Here the job is to return only the lines of the material, exactly, from the first one to the line with "pub fn from_data(data: &Map<String, Value>)".

----------------

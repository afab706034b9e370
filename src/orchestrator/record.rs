use chrono::{DateTime, Utc};
use serde::{Deserialize, Serialize};
use serde_json::{Map, Value};

use crate::backend::BackendError;
use crate::error::Error;
use crate::pce::{ClusterToken, EnforcementMode};

/// Payload of the secret record kept for every provisioned cluster
#[derive(Debug, Clone, PartialEq, Serialize, Deserialize)]
pub struct ClusterSecret {
    pub cluster_name: String,
    pub cluster_href: String,
    pub cluster_id: String,
    pub cluster_token: ClusterToken,
    pub namespace: String,
    pub service_account: String,
    #[serde(default)]
    pub enforcement_mode: EnforcementMode,
    pub created_at: DateTime<Utc>,
}

impl ClusterSecret {
    pub fn to_data(&self) -> Result<Map<String, Value>, Error> {
        match serde_json::to_value(self) {
            Ok(Value::Object(map)) => Ok(map),
            Ok(_) => Err(Error::secret(BackendError::Client(
                "cluster secret did not serialize to an object".to_string(),
            ))),
            Err(e) => Err(Error::secret(BackendError::Client(e.to_string()))),
        }
    }

    pub fn from_data(data: &Map<String, Value>) -> Result<Self, Error> {
        serde_json::from_value(Value::Object(data.clone())).map_err(|e| {
            Error::secret(BackendError::Decode(format!("malformed cluster secret: {}", e)))
        })
    }
}
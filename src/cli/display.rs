//! Display formatting for CLI output
//!
//! SBIO pattern: Pure functions that format data for display

use chrono::{DateTime, Utc};

use crate::error::{ClusterOperationError, Error};
use crate::orchestrator::Operation;
use crate::pce::ContainerCluster;

// ============================================================================
// Table formatting helpers
// ============================================================================

/// Format a simple table with headers and rows
pub fn format_table(headers: &[&str], rows: Vec<Vec<String>>) -> String {
    if rows.is_empty() {
        return "No clusters found.\n".to_string();
    }

    let mut widths: Vec<usize> = headers.iter().map(|h| h.len()).collect();
    for row in &rows {
        for (i, cell) in row.iter().enumerate() {
            if i < widths.len() {
                widths[i] = widths[i].max(cell.len());
            }
        }
    }

    let mut output = String::new();

    for (i, header) in headers.iter().enumerate() {
        if i > 0 {
            output.push_str("   ");
        }
        output.push_str(&format!(
            "{:width$}",
            header.to_uppercase(),
            width = widths[i]
        ));
    }
    output.push('\n');

    for row in rows {
        for (i, cell) in row.iter().enumerate() {
            if i > 0 {
                output.push_str("   ");
            }
            if i < widths.len() {
                output.push_str(&format!("{:width$}", cell, width = widths[i]));
            } else {
                output.push_str(cell);
            }
        }
        output.push('\n');
    }

    output
}

fn format_time(ts: Option<&DateTime<Utc>>) -> String {
    ts.map(|t| t.format("%Y-%m-%d %H:%M:%S").to_string())
        .unwrap_or_else(|| "-".to_string())
}

// ============================================================================
// Cluster display
// ============================================================================

pub fn format_cluster_list(clusters: &[ContainerCluster]) -> String {
    let headers = &["NAME", "STATUS", "ENFORCEMENT", "LABELS", "CREATED"];
    let rows: Vec<Vec<String>> = clusters
        .iter()
        .map(|c| {
            vec![
                c.name.clone(),
                c.status().to_string(),
                c.enforcement_mode.to_string(),
                c.labels.len().to_string(),
                format_time(c.created_at.as_ref()),
            ]
        })
        .collect();

    format_table(headers, rows)
}

/// Format a single cluster for detailed display
pub fn format_cluster_detail(cluster: &ContainerCluster) -> String {
    let mut output = String::new();

    output.push_str(&format!("Name:         {}\n", cluster.name));
    if !cluster.href.is_empty() {
        output.push_str(&format!("Href:         {}\n", cluster.href));
    }
    output.push_str(&format!("Status:       {}\n", cluster.status()));
    output.push_str(&format!("Enforcement:  {}\n", cluster.enforcement_mode));
    if let Some(description) = &cluster.description {
        output.push_str(&format!("Description:  {}\n", description));
    }
    output.push_str(&format!("Created:      {}\n", format_time(cluster.created_at.as_ref())));
    output.push_str(&format!("Updated:      {}\n", format_time(cluster.updated_at.as_ref())));
    if cluster.token.is_some() {
        output.push_str("Token:        ***\n");
    }

    if !cluster.labels.is_empty() {
        output.push_str("Labels:\n");
        for label in &cluster.labels {
            output.push_str(&format!("  {}\n", label.href));
        }
    }

    output
}

pub fn format_create_result(cluster: &ContainerCluster, dry_run: bool) -> String {
    if dry_run {
        return format!(
            "Dry run: cluster {} would be created, no changes made\n",
            cluster.name
        );
    }
    format!(
        "Cluster {} is {} ({})\n",
        cluster.name,
        cluster.status(),
        cluster.href
    )
}

pub fn format_delete_result(name: &str) -> String {
    format!("Cluster {} and its resources are deleted\n", name)
}

// ============================================================================
// Error display
// ============================================================================

/// Failed step, compensation outcome and what is left for an operator
pub fn format_operation_error(err: &ClusterOperationError) -> String {
    let mut output = String::new();

    output.push_str(&format!(
        "Error: failed to {} cluster {}\n",
        err.operation, err.cluster
    ));
    output.push_str(&format!("Failed step:  {}\n", err.step));
    output.push_str(&format!("Cause:        {}\n", err.cause));

    if let Some(report) = &err.rollback {
        if report.is_complete() {
            output.push_str(&format!(
                "Rollback:     complete ({} resources removed)\n",
                report.undone.len()
            ));
        } else {
            output.push_str("Rollback:     incomplete\n");
            for failure in &report.failed {
                output.push_str(&format!("  {}: {}\n", failure.resource, failure.error));
            }
        }
    } else if err.operation == Operation::Create {
        output.push_str("Rollback:     not needed\n");
    }

    let cleanup = err.manual_cleanup();
    if !cleanup.is_empty() {
        output.push_str("Manual cleanup required:\n");
        for resource in cleanup {
            output.push_str(&format!("  - {}\n", resource));
        }
    }

    output
}

pub fn format_error(err: &Error) -> String {
    match err.as_cluster_operation() {
        Some(op) => format_operation_error(op),
        None => format!("Error: {}\n", err),
    }
}
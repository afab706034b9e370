use std::sync::Arc;

use dashmap::DashMap;
use tokio::sync::{Mutex, OwnedMutexGuard};

/// One async mutex per cluster name
#[derive(Clone, Default)]
pub struct NameLocks {
    locks: Arc<DashMap<String, Arc<Mutex<()>>>>,
}

impl NameLocks {
    pub fn new() -> Self {
        Self::default()
    }

    /// Wait for exclusive access to `name`; released when the guard drops
    pub async fn acquire(&self, name: &str) -> OwnedMutexGuard<()> {
        let lock = self
            .locks
            .entry(name.to_string())
            .or_insert_with(|| Arc::new(Mutex::new(())))
            .value()
            .clone();
        lock.lock_owned().await
    }

    /// Drop entries nobody holds or waits on
    pub fn prune(&self) {
        self.locks.retain(|_, lock| Arc::strong_count(lock) > 1);
    }

    pub fn len(&self) -> usize {
        self.locks.len()
    }

    pub fn is_empty(&self) -> bool {
        self.locks.is_empty()
    }
}
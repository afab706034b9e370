//! JSON-over-HTTP transport shared by the PCE and Vault adapters
//!
//! Adapters build [`BackendRequest`]s and interpret the decoded bodies; the
//! [`BackendClient`] owns the wire and classifies failures.

pub mod http;

pub use http::{HttpAuth, HttpBackendClient, HttpClientConfig};

use std::fmt;

use async_trait::async_trait;
use reqwest::Method;
use serde_json::Value;
use thiserror::Error;

use crate::retry::Transience;

// ============================================================================
// Data structures (pure, no I/O)
// ============================================================================

#[derive(Error, Debug, Clone, PartialEq)]
pub enum BackendError {
    #[error("transient failure: {0}")]
    Transient(String),

    #[error("request rejected ({status}): {message}")]
    Rejected { status: u16, message: String },

    #[error("not found: {0}")]
    NotFound(String),

    #[error("already exists: {0}")]
    Conflict(String),

    #[error("authentication failed: {0}")]
    Auth(String),

    #[error("unexpected response: {0}")]
    Decode(String),

    #[error("client error: {0}")]
    Client(String),
}

impl BackendError {
    pub fn is_transient(&self) -> bool {
        matches!(self, BackendError::Transient(_))
    }

    pub fn is_not_found(&self) -> bool {
        matches!(self, BackendError::NotFound(_))
    }

    pub fn is_conflict(&self) -> bool {
        matches!(self, BackendError::Conflict(_))
    }
}

impl Transience for BackendError {
    fn is_transient(&self) -> bool {
        BackendError::is_transient(self)
    }
}

/// Map a non-success HTTP status to a backend error
pub fn classify_status(status: u16, body: &str) -> BackendError {
    let message = if body.trim().is_empty() {
        format!("HTTP {}", status)
    } else {
        body.trim().to_string()
    };

    match status {
        401 | 403 => BackendError::Auth(message),
        404 => BackendError::NotFound(message),
        409 => BackendError::Conflict(message),
        408 | 429 | 500..=599 => BackendError::Transient(message),
        _ => BackendError::Rejected { status, message },
    }
}

/// One call against a backend, relative to the client's base URL
#[derive(Clone)]
pub struct BackendRequest {
    pub method: Method,
    pub path: String,
    pub query: Vec<(String, String)>,
    pub body: Option<Value>,
    pub headers: Vec<(String, String)>,
}

impl BackendRequest {
    pub fn new(method: Method, path: impl Into<String>) -> Self {
        Self {
            method,
            path: path.into(),
            query: Vec::new(),
            body: None,
            headers: Vec::new(),
        }
    }

    pub fn get(path: impl Into<String>) -> Self {
        Self::new(Method::GET, path)
    }

    pub fn post(path: impl Into<String>, body: Value) -> Self {
        Self::new(Method::POST, path).with_body(body)
    }

    pub fn put(path: impl Into<String>, body: Value) -> Self {
        Self::new(Method::PUT, path).with_body(body)
    }

    pub fn delete(path: impl Into<String>) -> Self {
        Self::new(Method::DELETE, path)
    }

    pub fn with_body(mut self, body: Value) -> Self {
        self.body = Some(body);
        self
    }

    pub fn with_query(mut self, key: &str, value: impl Into<String>) -> Self {
        self.query.push((key.to_string(), value.into()));
        self
    }

    pub fn with_header(mut self, name: &str, value: impl Into<String>) -> Self {
        self.headers.push((name.to_string(), value.into()));
        self
    }
}

// Header values carry tokens; only names are printed.
impl fmt::Debug for BackendRequest {
    fn fmt(&self, f: &mut fmt::Formatter<'_>) -> fmt::Result {
        let header_names: Vec<&str> = self.headers.iter().map(|(k, _)| k.as_str()).collect();
        f.debug_struct("BackendRequest")
            .field("method", &self.method)
            .field("path", &self.path)
            .field("query", &self.query)
            .field("headers", &header_names)
            .finish()
    }
}

// ============================================================================
// SBIO: Trait for abstraction (allows mocking in tests)
// ============================================================================

#[async_trait]
pub trait BackendClient: Send + Sync {
    /// Execute one request. `Ok(None)` means a success with an empty body.
    async fn execute(&self, request: &BackendRequest) -> Result<Option<Value>, BackendError>;
}

// ============================================================================
// SBIO: Mock implementation for testing (no I/O)
// ============================================================================


#[cfg(test)]
mod tests {
    use super::*;
    use serde_json::json;

    #[test]
    fn test_classify_status() {
        assert!(matches!(classify_status(404, ""), BackendError::NotFound(_)));
        assert!(matches!(classify_status(409, "dup"), BackendError::Conflict(_)));
        assert!(matches!(classify_status(403, ""), BackendError::Auth(_)));
        assert!(classify_status(503, "").is_transient());
        assert!(classify_status(429, "").is_transient());
        assert!(classify_status(408, "").is_transient());
        assert_eq!(
            classify_status(422, " invalid name "),
            BackendError::Rejected {
                status: 422,
                message: "invalid name".to_string()
            }
        );
    }

    #[test]
    fn test_empty_body_gets_status_message() {
        match classify_status(400, "") {
            BackendError::Rejected { message, .. } => assert_eq!(message, "HTTP 400"),
            other => panic!("unexpected {:?}", other),
        }
    }

    #[test]
    fn test_request_builders() {
        let req = BackendRequest::post("/v1/secret/data/x", json!({"a": 1}))
            .with_query("version", "2")
            .with_header("X-Vault-Token", "s.secret");

        assert_eq!(req.method, Method::POST);
        assert_eq!(req.query, vec![("version".to_string(), "2".to_string())]);
        assert!(req.body.is_some());

        let debug = format!("{:?}", req);
        assert!(debug.contains("X-Vault-Token"));
        assert!(!debug.contains("s.secret"));
    }

    #[tokio::test]
    async fn test_scripted_client_replays_in_order() {
        let client = mock::ScriptedClient::new(vec![
            Err(BackendError::Transient("503".to_string())),
            Ok(Some(json!({"ok": true}))),
        ]);
        let req = BackendRequest::get("/x");

        assert!(client.execute(&req).await.is_err());
        assert_eq!(client.execute(&req).await, Ok(Some(json!({"ok": true}))));
        assert_eq!(client.execute(&req).await, Ok(None));
        assert_eq!(client.call_count(), 3);
    }
}
//! Provision Illumio PCE container clusters and bind them to Kubernetes namespaces.
//!
//! The [`orchestrator::ClusterOrchestrator`] drives three backends through
//! narrow traits: [`pce::PceApi`], [`vault::SecretStore`] and
//! [`runtime::ClusterRuntime`].

pub mod backend;
pub mod cli;
pub mod config;
pub mod context;
pub mod error;
pub mod labels;
pub mod orchestrator;
pub mod pce;
pub mod retry;
pub mod runtime;
pub mod vault;

#[cfg(test)]
mod mock;

pub use error::{ClusterOperationError, Error};
pub use orchestrator::{ClusterOrchestrator, OrchestratorConfig};
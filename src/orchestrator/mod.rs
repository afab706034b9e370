//! Cluster lifecycle orchestration
//!
//! A create runs these steps in order, undoing completed ones in reverse if a
//! later step fails:
//!
//! 1. check for an existing cluster with the same name
//! 2. create the PCE container cluster (yields the pairing token)
//! 3. resolve and attach labels
//! 4. register a workload profile for the target namespace
//! 5. store the secret record in Vault
//! 6. provision the namespace, token Secret and ServiceAccount
//! 7. mark the cluster online
//!
//! Deletes walk the same resources backwards and only touch what exists.

pub mod locks;
pub mod record;
pub mod steps;

pub use locks::NameLocks;
pub use record::ClusterSecret;
pub use steps::{Operation, Resource, RollbackFailure, RollbackReport, Step};

use std::collections::BTreeMap;
use std::sync::Arc;

use chrono::Utc;
use tracing::{debug, error, info, info_span, warn, Instrument};
use uuid::Uuid;

use crate::backend::BackendError;
use crate::config::Settings;
use crate::context::{validate_cluster_name, validate_labels, LabelSpec, RequestContext};
use crate::error::{ClusterOperationError, Error};
use crate::labels::LabelResolver;
use crate::pce::{
    ClusterUpdate, ContainerCluster, Label, LabelRef, NewCluster, PceApi, WorkloadProfile,
};
use crate::runtime::{
    ownership_labels, token_secret_name, ClusterRuntime, NamespaceBinding, ObjectInfo,
};
use crate::vault::SecretStore;

#[derive(Debug, Clone, PartialEq)]
pub struct OrchestratorConfig {
    /// Prefix for secret records inside the KV mount
    pub secret_path: String,
    pub default_namespace: String,
    pub service_account: String,
}

impl OrchestratorConfig {
    pub fn from_settings(settings: &Settings) -> Self {
        Self {
            secret_path: settings.vault.secret_path.clone(),
            default_namespace: settings.kubernetes.namespace.clone(),
            service_account: settings.kubernetes.service_account.clone(),
        }
    }
}

impl Default for OrchestratorConfig {
    fn default() -> Self {
        Self {
            secret_path: "illumio-cluster-manager".to_string(),
            default_namespace: "illumio-system".to_string(),
            service_account: "illumio-service".to_string(),
        }
    }
}
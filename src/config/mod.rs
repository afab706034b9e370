//! Settings for the three backends, read from the environment
//!
//! Parsing works on any key lookup function so it can be exercised without
//! touching the process environment. [`load_settings`] is the I/O boundary: it
//! optionally loads a `.env` file and then reads the real environment.

pub mod vault;

pub use vault::{VaultSettings, VaultTlsSettings};

use std::fmt;
use std::path::{Path, PathBuf};
use std::str::FromStr;
use std::time::Duration;

use thiserror::Error;

use crate::retry::RetryPolicy;

#[derive(Error, Debug)]
pub enum ConfigError {
    #[error("Failed to load env file {path}: {message}")]
    EnvFile { path: String, message: String },

    #[error("Missing required setting: {0}")]
    Missing(String),

    #[error("Invalid value for {key}: {message}")]
    Invalid { key: String, message: String },
}

impl ConfigError {
    fn invalid(key: &str, message: impl Into<String>) -> Self {
        Self::Invalid {
            key: key.to_string(),
            message: message.into(),
        }
    }
}

// ============================================================================
// SBIO: Pure data structures
// ============================================================================

/// A credential read from configuration; never printed
#[derive(Clone, PartialEq, Eq)]
pub struct SecretValue(String);

impl SecretValue {
    pub fn new(value: impl Into<String>) -> Self {
        Self(value.into())
    }

    pub fn expose(&self) -> &str {
        &self.0
    }
}

impl fmt::Debug for SecretValue {
    fn fmt(&self, f: &mut fmt::Formatter<'_>) -> fmt::Result {
        write!(f, "***")
    }
}

#[derive(Debug, Clone, PartialEq)]
pub struct RetrySettings {
    pub attempts: u32,
    pub delay: Duration,
}

impl RetrySettings {
    pub fn policy(&self) -> RetryPolicy {
        RetryPolicy::new(self.attempts, self.delay)
    }
}

#[derive(Debug, Clone, PartialEq)]
pub struct PceSettings {
    pub base_url: String,
    pub org_id: u64,
    pub api_version: String,
    pub verify_ssl: bool,
    pub timeout: Duration,
    pub retry: RetrySettings,
    pub api_user: Option<String>,
    pub api_key: Option<SecretValue>,
}

#[derive(Debug, Clone, PartialEq)]
pub struct KubernetesSettings {
    /// Namespace used when a request does not name one
    pub namespace: String,
    pub service_account: String,
    pub kubeconfig: Option<PathBuf>,
    pub context: Option<String>,
    pub in_cluster: bool,
    pub retry: RetrySettings,
}

#[derive(Debug, Clone, PartialEq)]
pub struct Settings {
    pub pce: PceSettings,
    pub vault: VaultSettings,
    pub kubernetes: KubernetesSettings,
}

// ============================================================================
// SBIO: Pure functions (no I/O)
// ============================================================================

/// Typed accessors over a key lookup
pub(crate) struct EnvReader<F> {
    lookup: F,
}

impl<F> EnvReader<F>
where
    F: Fn(&str) -> Option<String>,
{
    pub(crate) fn new(lookup: F) -> Self {
        Self { lookup }
    }

    /// Trimmed value; empty strings count as unset
    pub(crate) fn get(&self, key: &str) -> Option<String> {
        (self.lookup)(key)
            .map(|v| v.trim().to_string())
            .filter(|v| !v.is_empty())
    }

    pub(crate) fn required(&self, key: &str) -> Result<String, ConfigError> {
        self.get(key).ok_or_else(|| ConfigError::Missing(key.to_string()))
    }

    pub(crate) fn parse<T>(&self, key: &str, default: T) -> Result<T, ConfigError>
    where
        T: FromStr,
        T::Err: fmt::Display,
    {
        match self.get(key) {
            Some(raw) => raw
                .parse()
                .map_err(|e: T::Err| ConfigError::invalid(key, e.to_string())),
            None => Ok(default),
        }
    }

    pub(crate) fn flag(&self, key: &str, default: bool) -> Result<bool, ConfigError> {
        match self.get(key) {
            Some(raw) => match raw.to_ascii_lowercase().as_str() {
                "1" | "true" | "yes" | "on" => Ok(true),
                "0" | "false" | "no" | "off" => Ok(false),
                _ => Err(ConfigError::invalid(key, format!("'{}' is not a boolean", raw))),
            },
            None => Ok(default),
        }
    }

    /// Seconds, fractional allowed
    pub(crate) fn seconds(&self, key: &str, default: f64) -> Result<Duration, ConfigError> {
        let secs: f64 = self.parse(key, default)?;
        if !secs.is_finite() || secs < 0.0 {
            return Err(ConfigError::invalid(key, "must be a non-negative number of seconds"));
        }
        Ok(Duration::from_secs_f64(secs))
    }

    pub(crate) fn url(&self, key: &str) -> Result<String, ConfigError> {
        let url = self.required(key)?;
        if !(url.starts_with("https://") || url.starts_with("http://")) {
            return Err(ConfigError::invalid(key, "must start with http:// or https://"));
        }
        Ok(url.trim_end_matches('/').to_string())
    }

    pub(crate) fn path(&self, key: &str) -> Option<PathBuf> {
        self.get(key)
            .map(|p| PathBuf::from(shellexpand::tilde(&p).into_owned()))
    }

    pub(crate) fn retry(
        &self,
        attempts_key: &str,
        delay_key: &str,
        default_delay: f64,
    ) -> Result<RetrySettings, ConfigError> {
        Ok(RetrySettings {
            attempts: self.parse(attempts_key, 3u32)?,
            delay: self.seconds(delay_key, default_delay)?,
        })
    }
}

impl PceSettings {
    fn from_reader<F: Fn(&str) -> Option<String>>(env: &EnvReader<F>) -> Result<Self, ConfigError> {
        let org_id: u64 = match env.get("ILLUMIO_ORG_ID") {
            Some(raw) => raw.parse().map_err(|_| {
                ConfigError::invalid("ILLUMIO_ORG_ID", format!("'{}' is not an integer", raw))
            })?,
            None => return Err(ConfigError::Missing("ILLUMIO_ORG_ID".to_string())),
        };

        let api_user = env.get("ILLUMIO_API_USER");
        let api_key = env.get("ILLUMIO_API_KEY").map(SecretValue::new);
        if api_user.is_some() != api_key.is_some() {
            return Err(ConfigError::invalid(
                "ILLUMIO_API_USER",
                "ILLUMIO_API_USER and ILLUMIO_API_KEY must be set together",
            ));
        }

        Ok(Self {
            base_url: env.url("ILLUMIO_BASE_URL")?,
            org_id,
            api_version: env.get("ILLUMIO_API_VERSION").unwrap_or_else(|| "v2".to_string()),
            verify_ssl: env.flag("ILLUMIO_VERIFY_SSL", true)?,
            timeout: env.seconds("ILLUMIO_TIMEOUT", 30.0)?,
            retry: env.retry("ILLUMIO_RETRY_ATTEMPTS", "ILLUMIO_RETRY_DELAY", 1.0)?,
            api_user,
            api_key,
        })
    }
}

impl KubernetesSettings {
    fn from_reader<F: Fn(&str) -> Option<String>>(env: &EnvReader<F>) -> Result<Self, ConfigError> {
        let namespace = env
            .get("K8S_NAMESPACE")
            .unwrap_or_else(|| "illumio-system".to_string());
        if !crate::context::validation::is_valid_namespace(&namespace) {
            return Err(ConfigError::invalid(
                "K8S_NAMESPACE",
                format!("'{}' is not a valid namespace", namespace),
            ));
        }

        Ok(Self {
            namespace,
            service_account: env
                .get("K8S_SERVICE_ACCOUNT")
                .unwrap_or_else(|| "illumio-service".to_string()),
            kubeconfig: env.path("KUBECONFIG"),
            context: env.get("K8S_CONTEXT"),
            in_cluster: env.flag("K8S_IN_CLUSTER", false)?,
            retry: env.retry("K8S_RETRY_ATTEMPTS", "K8S_RETRY_DELAY", 0.5)?,
        })
    }
}

impl Settings {
    /// Build settings from an arbitrary key lookup
    pub fn from_lookup<F>(lookup: F) -> Result<Self, ConfigError>
    where
        F: Fn(&str) -> Option<String>,
    {
        let env = EnvReader::new(lookup);
        Ok(Self {
            pce: PceSettings::from_reader(&env)?,
            vault: VaultSettings::from_reader(&env)?,
            kubernetes: KubernetesSettings::from_reader(&env)?,
        })
    }

    pub fn from_env() -> Result<Self, ConfigError> {
        Self::from_lookup(|key| std::env::var(key).ok())
    }
}

// ============================================================================
// SBIO: I/O wrapper - thin layer over pure functions
// ============================================================================

/// Load settings, first applying an optional `.env` file to the environment.
/// Variables already set in the environment win over the file.
pub fn load_settings(env_file: Option<&Path>) -> Result<Settings, ConfigError> {
    if let Some(path) = env_file {
        let expanded = shellexpand::tilde(&path.to_string_lossy()).into_owned();
        dotenvy::from_path(&expanded).map_err(|e| ConfigError::EnvFile {
            path: expanded.clone(),
            message: e.to_string(),
        })?;
    }
    Settings::from_env()
}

----------------

### Solved exercise
repository afab706034b9e370
filename src/orchestrator/record.rs
use chrono::{DateTime, Utc};
use serde::{Deserialize, Serialize};
use serde_json::{Map, Value};

use crate::backend::BackendError;
use crate::error::Error;
use crate::pce::{ClusterToken, EnforcementMode};

/// Payload of the secret record kept for every provisioned cluster
#[derive(Debug, Clone, PartialEq, Serialize, Deserialize)]
pub struct ClusterSecret {
    pub cluster_name: String,
    pub cluster_href: String,
    pub cluster_id: String,
    pub cluster_token: ClusterToken,
    pub namespace: String,
    pub service_account: String,
    #[serde(default)]
    pub enforcement_mode: EnforcementMode,
    pub created_at: DateTime<Utc>,
}

impl ClusterSecret {
    pub fn to_data(&self) -> Result<Map<String, Value>, Error> {
        match serde_json::to_value(self) {
            Ok(Value::Object(map)) => Ok(map),
            Ok(_) => Err(Error::secret(BackendError::Client(
                "cluster secret did not serialize to an object".to_string(),
            ))),
            Err(e) => Err(Error::secret(BackendError::Client(e.to_string()))),
        }
    }

    pub fn from_data(data: &Map<String, Value>) -> Result<Self, Error> {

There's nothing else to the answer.